Monday, May 18, 2015

Apple #711: Do Ladybugs Bite?

If you've been reading the series of entries on how I put together these here Daily Apples, you'll already be a little bit familiar with this topic (I used this topic as an example in Part 2 of Behind the Daily Apple).  But it seems to me that the best way to finish the question, how do I do what I do, is to show you the final result.  So here is the final result.

So here's the question I said I would take up: what's up with the biting ladybugs?  To get a bit more specific, where did they come from?  Did they always bite, or is this a new thing?  Let me insert one more general question ahead of that: Do ladybugs bite?

  • Short answer: Yes. And it's kind of our own fault.


Asian ladybug. This kind bites.
(Photo from GardenWeb)
 
  • This is a case of unintended consequences. Or put another way, people not really thinking through the effects of their actions.
  • As early as 1916, again in the 1960s, and yet again in the 1970s, people in the US brought ladybugs from Asia here to this country because those Asian ladybugs ate aphids.  
    • What better way to control this pest problem? they said with excitement. No pesticides necessary!  We just drop a bag of Asian ladybugs on these pecan trees, or on these rose bushes (that's what the ladybugs were sold for in my home town, back in the day), and they'll eat up the aphids!  No more aphid problem!  Sure, maybe we've got a few extra ladybugs.  So what?  They're harmless.  They're ladybugs!
  • Well.  After enough years of dropping bags full of ladybugs onto pecan trees and rose bushes and whatever else, the Asian ladybugs made themselves at home here in this country.  They "jumped ship" as one source put it, meaning they did not die off at the end of the season but rather started building little ladybug homes, having little ladybug babies, and raising their offspring, who then went and had more little ladybug babies.


Multicolored Asian lady beetle females can lay up to 3,800 eggs in one season, sometimes in batches of 20 to 30 eggs per day.  Lots of ladybugs making lots of ladybug babies, and you'll get a pretty big ladybug population pretty fast.
(Photo from The Ohio State University OARDC)

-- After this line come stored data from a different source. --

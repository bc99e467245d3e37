//! # jagapadi-core
//!
//! Core library for JagaPadi - a client for an image-based paddy pest
//! detection service.
//!
//! This library provides:
//! - The detection workflow state machine
//! - Session management against the remote detection service
//! - A bounded, persisted history of detection records with daily stats
//! - The orchestrator that ties these together for a front end
//! - Configuration management and logging infrastructure
//!
//! ## Architecture
//!
//! Front ends never mutate core state directly. They hold one
//! [`DetectionOrchestrator`], send it user intents (`stage_image`,
//! `start_detection`, `connect`, ...) and render from its notifications:
//! - [`WorkflowStateMachine`] broadcasts `(previous, current)` state changes
//! - [`SessionManager`] publishes the connection status
//! - [`HistoryStore`] publishes today's [`DailyStats`]
//!
//! ## Example
//!
//! ```rust,no_run
//! use jagapadi_core::{Config, DetectionOrchestrator};
//!
//! # async fn run() -> jagapadi_core::Result<()> {
//! let config = Config::load()?;
//! let orchestrator = DetectionOrchestrator::from_config(&config)?;
//!
//! orchestrator.connect("secret").await?;
//! let file = jagapadi_core::image::read_file("sawah.jpg".as_ref()).await?;
//! orchestrator.stage_image(file).await?;
//! if let Some(record) = orchestrator.start_detection().await? {
//!     println!("{} pests found", record.total_detections());
//! }
//! # Ok(())
//! # }
//! ```

// Re-export commonly used items at the crate root
pub use config::Config;
pub use error::{Error, Result};
pub use history::{HistorySource, HistoryStore};
pub use orchestrator::DetectionOrchestrator;
pub use service::ServiceClient;
pub use session::SessionManager;
pub use store::{FileStore, KeyValueStore, MemoryStore};
pub use types::*;
pub use workflow::WorkflowStateMachine;

// Public modules
pub mod config;
pub mod error;
pub mod history;
pub mod image;
pub mod logging;
pub mod orchestrator;
pub mod recommendations;
pub mod report;
pub mod service;
pub mod session;
pub mod store;
pub mod types;
pub mod workflow;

  • They were "observed in the wild" -- meaning there was a large enough colony living on their own, outside of any farmer's or gardener's observation or assistance -- in New Orleans in 1988.  Since then, the Asian ladybug has spread like crazy across most of the United States and Canada.
  • They are now considered established in the Northwest, the Northeast, and the Midwest.
  • Why is this such a problem?  After all, they're only ladybugs, right?
  • To answer that, we have to know a little more about this particular kind of ladybug.
  • The Asian ladybug, a.k.a. . . .
    • Harmonia axyridis
    • multicolored Asian lady beetle
    • Asian lady beetle
    • Halloween lady beetle
    • Japanese lady beetle
    • harlequin ladybird
    • many-named ladybird
    • multivariate ladybird
    • pumpkin ladybird
    • Japanese ladybird
    • southern ladybird
  • . . . eats aphids.  I mean, they really go to town on the aphids.  They were first brought here to eat the aphids on pecan trees, but then they discovered all the soybean fields all across the south and the Midwest.  Rife throughout those soybean fields were soybean aphids.  A smorgasbord to the multicolored Asian lady beetle.  And they went to town, munching up the soybean aphids like nobody's business.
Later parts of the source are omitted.